Last night's dinner was a good one, from this month's Cooing Light. It was super fast....about 10 minutes....and was very tasty and healthy. The steak was tender and pairing it with the nectarine, arugula and parmesan was genius. Very yummy! Also great for summer, as it is definitely getting into salad season.
Steak with Nectarines and Arugula
2 tsp olive oil
2 garlic cloves, crushed
1 1/4lb flank steak, cut into strips
1 tsp salt
1/2 tsp black pepper
1/2 tsp red pepper
1/3 cup thinly sliced shallots
3tbs balsamic vinegar
2 medium nectarines, sliced into wedges
4 tsp fresh lemon juice
1 oz parmesan cheese, shaved into thin strips
1. Place oil and garlic in a pan over medium heat and cook until garlic is lightly browned. remove garlic and discard. Increase heat to medium-high.
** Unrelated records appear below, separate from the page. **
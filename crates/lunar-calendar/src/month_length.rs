//! Month lengths and leap-year rules for the three calendar systems.
//!
//! The Islamic calendar follows the tabular 30-year cycle: months alternate
//! 30/29 days and month 12 gains a day in the 11 leap years of each cycle.
//! The Persian calendar uses the 33-year arithmetic cycle, which agrees with
//! the astronomical Nowruz for the current era.

use crate::date::{CalendarDate, CalendarKind, IslamicDate};
use crate::error::{CalendarError, Result};

/// Canonical Islamic month lengths, indexed by month - 1.
pub const ISLAMIC_MONTH_DAYS: [u32; 12] = [30, 29, 30, 29, 30, 29, 30, 29, 30, 29, 30, 29];

/// Islamic leap years: 2, 5, 7, 10, 13, 16, 18, 21, 24, 26, 29 of each 30-year cycle.
pub fn is_islamic_leap_year(year: i32) -> bool {
    (14 + 11 * i64::from(year)).rem_euclid(30) < 11
}

/// Persian leap years under the 33-year rule.
pub fn is_persian_leap_year(year: i32) -> bool {
    (25 * i64::from(year) + 11).rem_euclid(33) < 8
}

/// Proleptic Gregorian leap years.
pub fn is_civil_leap_year(year: i32) -> bool {
    (year % 4 == 0 && year % 100 != 0) || year % 400 == 0
}

fn month_out_of_range(calendar: CalendarKind, year: i32, month: u32) -> CalendarError {
    CalendarError::OutOfRange {
        calendar,
        year,
        month,
        day: 1,
    }
}

/// Number of days in an Islamic month.
///
/// Month 12 has 30 days when the year is a leap year, 29 otherwise. Every
/// other month follows [`ISLAMIC_MONTH_DAYS`] regardless of year.
///
/// # Errors
/// Returns `CalendarError::OutOfRange` when `month` is outside 1-12.
pub fn islamic_month_length(year: i32, month: u32) -> Result<u32> {
    let probe = IslamicDate::first_of_month(year, month)?;
    let base = ISLAMIC_MONTH_DAYS[month as usize - 1];
    if month == 12 && probe.is_leap_year() {
        Ok(base + 1)
    } else {
        Ok(base)
    }
}

/// Number of days in a Persian month.
pub fn persian_month_length(year: i32, month: u32) -> Result<u32> {
    match month {
        1..=6 => Ok(31),
        7..=11 => Ok(30),
        12 if is_persian_leap_year(year) => Ok(30),
        12 => Ok(29),
        _ => Err(month_out_of_range(CalendarKind::Persian, year, month)),
    }
}

/// Number of days in a Gregorian month.
pub fn civil_month_length(year: i32, month: u32) -> Result<u32> {
    match month {
        1 | 3 | 5 | 7 | 8 | 10 | 12 => Ok(31),
        4 | 6 | 9 | 11 => Ok(30),
        2 if is_civil_leap_year(year) => Ok(29),
        2 => Ok(28),
        _ => Err(month_out_of_range(CalendarKind::Civil, year, month)),
    }
}

/// Number of days in a month of any of the three systems.
pub fn month_length(kind: CalendarKind, year: i32, month: u32) -> Result<u32> {
    match kind {
        CalendarKind::Islamic => islamic_month_length(year, month),
        CalendarKind::Persian => persian_month_length(year, month),
        CalendarKind::Civil => civil_month_length(year, month),
    }
}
Season steak with salt and peppers, then add to pan. Saute for about a minute, or until done as desired. Transfer steak to a bowl, top with arugula and toss well.
2. Wipe pan with a paper towel and then coat with cooking spray. Reduce heat to medium and add balsamic and shallots. Cook for about 2 minutes until shallots are soft. Add nectarines and saute for 30 seconds. Add nectarine mixture and lemon juice to salad and toss gently. Add shaved parmesan and serve.